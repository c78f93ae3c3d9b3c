use std::collections::HashMap;
use std::fs;
use std::path::{Path, PathBuf};
use std::time::{SystemTime, UNIX_EPOCH};

use clip_locator_core::{build_index_record, IndexRecord, SegmentHasherConfig, VideoId};
use log::{debug, info};
use serde::{Deserialize, Serialize};

use crate::error::{IndexStoreError, StoreResult};
use crate::fs_cache::FsCache;

/// Source mtimes are compared with this much slack, since some filesystems
/// (network mounts in particular) round trip a modification time with less
/// precision than it was written with.
const DURATION_TOLERANCE_SECS: i64 = 2;

#[derive(Clone, Serialize, Deserialize)]
struct StoredRecord {
    source_mtime: SystemTime,
    record: IndexRecord,
}

enum UpdateAction {
    UpToDate(IndexRecord),
    Stale(SystemTime),
    Missing,
}

/// A disk-backed cache of [`IndexRecord`]s keyed by [`VideoId`], with
/// modification-time-based staleness invalidation: a source video whose mtime
/// has moved since it was indexed is re-indexed transparently on the next
/// [`ClipIndexStore::fetch_update`] call.
pub struct ClipIndexStore {
    cache: FsCache<StoredRecord>,
}

impl ClipIndexStore {
    pub fn open(cache_path: PathBuf) -> StoreResult<Self> {
        Ok(Self {
            cache: FsCache::new(cache_path)?,
        })
    }

    pub fn save(&self) -> StoreResult<()> {
        self.cache.save()
    }

    pub fn contains_key(&self, video_id: &VideoId) -> bool {
        self.cache.contains_key(video_id)
    }

    pub fn keys(&self) -> Vec<VideoId> {
        self.cache.keys()
    }

    pub fn fetch(&self, video_id: &VideoId) -> StoreResult<IndexRecord> {
        self.cache.fetch(video_id).map(|stored| stored.record)
    }

    pub fn remove(&self, video_id: &VideoId) -> StoreResult<()> {
        self.cache.remove(video_id)
    }

    /// Atomic replace of `video_id`'s record, stamped with the current time
    /// as its `source_mtime`. This is the direct `put` operation; callers
    /// that want mtime-based staleness tracking against an actual source
    /// file should go through [`ClipIndexStore::fetch_update`] instead.
    pub fn put(&self, video_id: &VideoId, record: IndexRecord) -> StoreResult<()> {
        self.cache.insert(
            video_id.clone(),
            StoredRecord {
                source_mtime: SystemTime::now(),
                record,
            },
        )
    }

    /// Returns the full corpus as `VideoId -> IndexRecord`, for feeding
    /// straight into the coarse ranker and orchestrator.
    pub fn get_all(&self) -> HashMap<VideoId, IndexRecord> {
        self.cache
            .entries()
            .into_iter()
            .map(|(id, stored)| (id, stored.record))
            .collect()
    }

    /// Ensures `video_id`'s entry reflects the current state of `src_path` on
    /// disk: inserts it if missing, re-indexes it if the source's mtime has
    /// moved, and otherwise returns the cached record untouched.
    pub fn fetch_update(
        &self,
        video_id: &VideoId,
        src_path: &Path,
        hasher_config: SegmentHasherConfig,
    ) -> StoreResult<Option<IndexRecord>> {
        match self.update_action(video_id, src_path)? {
            UpdateAction::UpToDate(record) => Ok(Some(record)),
            UpdateAction::Stale(mtime) => {
                self.force_update(video_id, src_path, mtime, hasher_config)
                    .map(Some)
            }
            UpdateAction::Missing => {
                self.remove(video_id)?;
                Ok(None)
            }
        }
    }

    fn force_update(
        &self,
        video_id: &VideoId,
        src_path: &Path,
        source_mtime: SystemTime,
        hasher_config: SegmentHasherConfig,
    ) -> StoreResult<IndexRecord> {
        info!("indexing {video_id} from {}", src_path.display());
        let record = build_index_record(video_id, src_path, hasher_config).map_err(|source| {
            IndexStoreError::Indexing {
                video_id: video_id.clone(),
                path: src_path.to_path_buf(),
                source,
            }
        })?;

        self.cache.insert(
            video_id.clone(),
            StoredRecord {
                source_mtime,
                record: record.clone(),
            },
        )?;

        Ok(record)
    }

    fn update_action(&self, video_id: &VideoId, src_path: &Path) -> StoreResult<UpdateAction> {
        let fs_mtime = match fs::metadata(src_path).and_then(|m| m.modified()) {
            Ok(mtime) => mtime,
            Err(e) if e.kind() == std::io::ErrorKind::NotFound => return Ok(UpdateAction::Missing),
            Err(source) => {
                return Err(IndexStoreError::CacheFileIo {
                    path: src_path.to_path_buf(),
                    source,
                })
            }
        };

        let cached = match self.cache.fetch(video_id) {
            Ok(stored) => stored,
            Err(_) => return Ok(UpdateAction::Stale(fs_mtime)),
        };

        if mtimes_match(cached.source_mtime, fs_mtime) {
            debug!("{video_id} is up to date in the index store");
            Ok(UpdateAction::UpToDate(cached.record))
        } else {
            Ok(UpdateAction::Stale(fs_mtime))
        }
    }
}

fn mtimes_match(cached: SystemTime, current: SystemTime) -> bool {
    let cached_secs = cached.duration_since(UNIX_EPOCH).unwrap_or_default().as_secs() as i64;
    let current_secs = current.duration_since(UNIX_EPOCH).unwrap_or_default().as_secs() as i64;
    (cached_secs - current_secs).abs() <= DURATION_TOLERANCE_SECS
}
//! Scenario tests for the coarse ranker and fine locator: exact hits, near
//! misses, multi-shot clips, and ambiguous corpora. These exercise the Fine
//! Locator and Coarse Ranker directly against synthetically constructed
//! fixtures rather than real video files, since no video assets ship with
//! this repository.

use std::fs;
use std::fs::File;
use std::io::Write;
use std::path::{Path, PathBuf};
use std::sync::atomic::AtomicBool;

use clip_locator_core::{
    histogram, rank, ClipKeyFrames, FineLocatorConfig, FrameHistogramTable, Histogram,
    LocateOutcome, RankedCandidate, RgbDimensions, SegmentHash, SegmentHashList, ShotBoundaryList,
    VideoId,
};

const FIXTURE_DIMS: RgbDimensions = RgbDimensions {
    width: 4,
    height: 4,
};

fn fixture_path(name: &str) -> PathBuf {
    std::env::temp_dir().join(format!("clip_locator_core_scenario_{name}"))
}

fn solid_rgb_frame(rgb: [u8; 3]) -> Vec<u8> {
    rgb.repeat(FIXTURE_DIMS.width as usize * FIXTURE_DIMS.height as usize)
}

fn write_rgb_file(path: &Path, frames: &[Vec<u8>]) {
    let mut file = File::create(path).expect("create fixture rgb file");
    for frame in frames {
        file.write_all(frame).expect("write fixture frame");
    }
}

/// Deterministic but varied color for frame `i`, used so that most frames of
/// a synthetic source video are histogram-distinguishable from one another.
fn color_for(i: u64) -> [u8; 3] {
    [
        ((i * 37) % 256) as u8,
        ((i * 59 + 11) % 256) as u8,
        ((i * 83 + 29) % 256) as u8,
    ]
}

/// S1: Corpus = {V1} with 1000 frames; clip = frames [500..550) of V1.
/// Expect (V1, 500).
#[test]
fn s1_self_match_at_exact_offset() {
    let source_colors: Vec<[u8; 3]> = (0..1000u64).map(color_for).collect();
    let source_frames: Vec<Vec<u8>> = source_colors.iter().map(|&c| solid_rgb_frame(c)).collect();
    let histograms =
        FrameHistogramTable::new(source_frames.iter().map(|f| histogram(f)).collect());
    let shot_boundaries = ShotBoundaryList::new(vec![0]);

    let source_rgb_path = fixture_path("s1_source");
    write_rgb_file(&source_rgb_path, &source_frames);

    let clip_colors = &source_colors[500..550];
    let clip_frames: Vec<Vec<u8>> = clip_colors.iter().map(|&c| solid_rgb_frame(c)).collect();
    let clip_rgb_path = fixture_path("s1_clip");
    write_rgb_file(&clip_rgb_path, &clip_frames);

    let key_histograms: Vec<Histogram> = clip_frames.iter().map(|f| histogram(f)).collect();
    let key_indices: Vec<u64> = (0..clip_colors.len() as u64).collect();
    let key_frames = ClipKeyFrames::from_histograms(key_indices, key_histograms);

    let video_id = VideoId::new("V1");
    let config = FineLocatorConfig {
        frame_threshold: 0.95,
        rgb_dimensions: FIXTURE_DIMS,
    };

    let result = clip_locator_core::locate_candidate(
        &video_id,
        &shot_boundaries,
        &histograms,
        &source_rgb_path,
        &key_frames,
        &clip_rgb_path,
        true,
        &config,
        &AtomicBool::new(false),
    )
    .expect("locate should not error");

    assert_eq!(result, LocateOutcome::Found(500));

    let _ = fs::remove_file(&source_rgb_path);
    let _ = fs::remove_file(&clip_rgb_path);
}

/// S2: Two candidates share the same histogram shape at different offsets
/// (so their coarse hash distance ties), but only one candidate's raw bytes
/// actually match the clip. Fine locator must pick it through RGB
/// verification, not through histogram similarity alone.
#[test]
fn s2_rgb_verification_breaks_a_histogram_tie() {
    let shared_color = [120u8, 130, 140];
    let mut v1_colors: Vec<[u8; 3]> = (0..1000u64).map(color_for).collect();
    let mut v2_colors: Vec<[u8; 3]> = (0..1000u64).map(color_for).collect();

    for c in &mut v1_colors[200..260] {
        *c = shared_color;
    }
    for c in &mut v2_colors[300..360] {
        *c = shared_color;
    }

    let v1_frames: Vec<Vec<u8>> = v1_colors.iter().map(|&c| solid_rgb_frame(c)).collect();
    let v2_frames: Vec<Vec<u8>> = v2_colors.iter().map(|&c| solid_rgb_frame(c)).collect();

    // Make v1's bytes in the shared shot one shade off, so the histogram
    // bucket is identical (same >>5 bin) but byte comparison fails.
    let mut v1_frames_offset = v1_frames.clone();
    for frame in &mut v1_frames_offset[200..260] {
        for byte in frame.iter_mut() {
            *byte = byte.wrapping_add(1);
        }
    }

    let v1_histograms =
        FrameHistogramTable::new(v1_frames_offset.iter().map(|f| histogram(f)).collect());
    let v2_histograms = FrameHistogramTable::new(v2_frames.iter().map(|f| histogram(f)).collect());

    let v1_rgb_path = fixture_path("s2_v1");
    let v2_rgb_path = fixture_path("s2_v2");
    write_rgb_file(&v1_rgb_path, &v1_frames_offset);
    write_rgb_file(&v2_rgb_path, &v2_frames);

    let clip_colors = &v2_colors[300..360];
    let clip_frames: Vec<Vec<u8>> = clip_colors.iter().map(|&c| solid_rgb_frame(c)).collect();
    let clip_rgb_path = fixture_path("s2_clip");
    write_rgb_file(&clip_rgb_path, &clip_frames);

    let key_histograms: Vec<Histogram> = clip_frames.iter().map(|f| histogram(f)).collect();
    let key_indices: Vec<u64> = (0..clip_colors.len() as u64).collect();
    let key_frames = ClipKeyFrames::from_histograms(key_indices, key_histograms);

    let config = FineLocatorConfig {
        frame_threshold: 0.95,
        rgb_dimensions: FIXTURE_DIMS,
    };
    let shot_boundaries = ShotBoundaryList::new(vec![0]);

    let v1_result = clip_locator_core::locate_candidate(
        &VideoId::new("V1"),
        &shot_boundaries,
        &v1_histograms,
        &v1_rgb_path,
        &key_frames,
        &clip_rgb_path,
        true,
        &config,
        &AtomicBool::new(false),
    )
    .expect("locate should not error");

    let v2_result = clip_locator_core::locate_candidate(
        &VideoId::new("V2"),
        &shot_boundaries,
        &v2_histograms,
        &v2_rgb_path,
        &key_frames,
        &clip_rgb_path,
        true,
        &config,
        &AtomicBool::new(false),
    )
    .expect("locate should not error");

    assert_eq!(v1_result, LocateOutcome::NotFound);
    assert_eq!(v2_result, LocateOutcome::Found(300));

    let _ = fs::remove_file(&v1_rgb_path);
    let _ = fs::remove_file(&v2_rgb_path);
    let _ = fs::remove_file(&clip_rgb_path);
}

/// S3: A synthetic clip with histograms uncorrelated to every source frame
/// returns "no match".
#[test]
fn s3_uncorrelated_clip_returns_no_match() {
    let source_frames: Vec<Vec<u8>> = (0..100u64).map(|i| solid_rgb_frame(color_for(i))).collect();
    let histograms =
        FrameHistogramTable::new(source_frames.iter().map(|f| histogram(f)).collect());
    let shot_boundaries = ShotBoundaryList::new(vec![0]);

    let source_rgb_path = fixture_path("s3_source");
    write_rgb_file(&source_rgb_path, &source_frames);

    // A clip that alternates between colors never seen in the source.
    let clip_frames: Vec<Vec<u8>> = (0..20u64)
        .map(|i| {
            if i % 2 == 0 {
                solid_rgb_frame([1, 250, 1])
            } else {
                solid_rgb_frame([250, 1, 250])
            }
        })
        .collect();
    let clip_rgb_path = fixture_path("s3_clip");
    write_rgb_file(&clip_rgb_path, &clip_frames);

    let key_histograms: Vec<Histogram> = clip_frames.iter().map(|f| histogram(f)).collect();
    let key_indices: Vec<u64> = (0..clip_frames.len() as u64).collect();
    let key_frames = ClipKeyFrames::from_histograms(key_indices, key_histograms);

    let config = FineLocatorConfig {
        frame_threshold: 0.95,
        rgb_dimensions: FIXTURE_DIMS,
    };

    let result = clip_locator_core::locate_candidate(
        &VideoId::new("V1"),
        &shot_boundaries,
        &histograms,
        &source_rgb_path,
        &key_frames,
        &clip_rgb_path,
        true,
        &config,
        &AtomicBool::new(false),
    )
    .expect("locate should not error");

    assert_eq!(result, LocateOutcome::NotFound);

    let _ = fs::remove_file(&source_rgb_path);
    let _ = fs::remove_file(&clip_rgb_path);
}

/// A clip that would otherwise match in a later shot is abandoned as soon as
/// a pre-set cancel flag is observed, before that shot is ever scanned.
#[test]
fn locate_returns_cancelled_once_the_flag_is_already_set() {
    let source_colors: Vec<[u8; 3]> = (0..200u64).map(color_for).collect();
    let source_frames: Vec<Vec<u8>> = source_colors.iter().map(|&c| solid_rgb_frame(c)).collect();
    let histograms =
        FrameHistogramTable::new(source_frames.iter().map(|f| histogram(f)).collect());
    // Two shots, so there is a second segment that a real (uncancelled) scan
    // would have reached.
    let shot_boundaries = ShotBoundaryList::new(vec![0, 100]);

    let source_rgb_path = fixture_path("cancel_source");
    write_rgb_file(&source_rgb_path, &source_frames);

    let clip_colors = &source_colors[150..160];
    let clip_frames: Vec<Vec<u8>> = clip_colors.iter().map(|&c| solid_rgb_frame(c)).collect();
    let clip_rgb_path = fixture_path("cancel_clip");
    write_rgb_file(&clip_rgb_path, &clip_frames);

    let key_histograms: Vec<Histogram> = clip_frames.iter().map(|f| histogram(f)).collect();
    let key_indices: Vec<u64> = (0..clip_colors.len() as u64).collect();
    let key_frames = ClipKeyFrames::from_histograms(key_indices, key_histograms);

    let config = FineLocatorConfig {
        frame_threshold: 0.95,
        rgb_dimensions: FIXTURE_DIMS,
    };

    let result = clip_locator_core::locate_candidate(
        &VideoId::new("V1"),
        &shot_boundaries,
        &histograms,
        &source_rgb_path,
        &key_frames,
        &clip_rgb_path,
        true,
        &config,
        &AtomicBool::new(true),
    )
    .expect("locate should not error");

    assert_eq!(result, LocateOutcome::Cancelled);

    let _ = fs::remove_file(&source_rgb_path);
    let _ = fs::remove_file(&clip_rgb_path);
}

/// S6: Coarse Ranker given `clip_hashes=[h]` and `corpus={A:[h], B:[h XOR 1]}`
/// returns `[(A,0),(B,1)]`.
#[test]
fn s6_coarse_ranker_orders_by_distance_then_video_id() {
    use std::collections::HashMap;

    let h = SegmentHash::from_bits(0xABCD_1234_0000_0001);
    let clip_hashes = SegmentHashList::new(vec![h]);

    let mut corpus = HashMap::new();
    corpus.insert(
        VideoId::new("A"),
        SegmentHashList::new(vec![SegmentHash::from_bits(h.bits())]),
    );
    corpus.insert(
        VideoId::new("B"),
        SegmentHashList::new(vec![SegmentHash::from_bits(h.bits() ^ 1)]),
    );

    let ranked = rank(&clip_hashes, &corpus);

    assert_eq!(
        ranked,
        vec![
            RankedCandidate {
                video_id: VideoId::new("A"),
                min_distance: 0
            },
            RankedCandidate {
                video_id: VideoId::new("B"),
                min_distance: 1
            },
        ]
    );
}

> [What needs to be done]
The lines above from the one containing "pub fn save(&self)" through the one containing "pub fn remove(&self, video_id: &VideoId)" are to be set down exactly, and no others.

> [Final answer]
    pub fn save(&self) -> StoreResult<()> {
        self.cache.save()
    }

    pub fn contains_key(&self, video_id: &VideoId) -> bool {
        self.cache.contains_key(video_id)
    }

    pub fn keys(&self) -> Vec<VideoId> {
        self.cache.keys()
    }

    pub fn fetch(&self, video_id: &VideoId) -> StoreResult<IndexRecord> {
        self.cache.fetch(video_id).map(|stored| stored.record)
    }

    pub fn remove(&self, video_id: &VideoId) -> StoreResult<()> {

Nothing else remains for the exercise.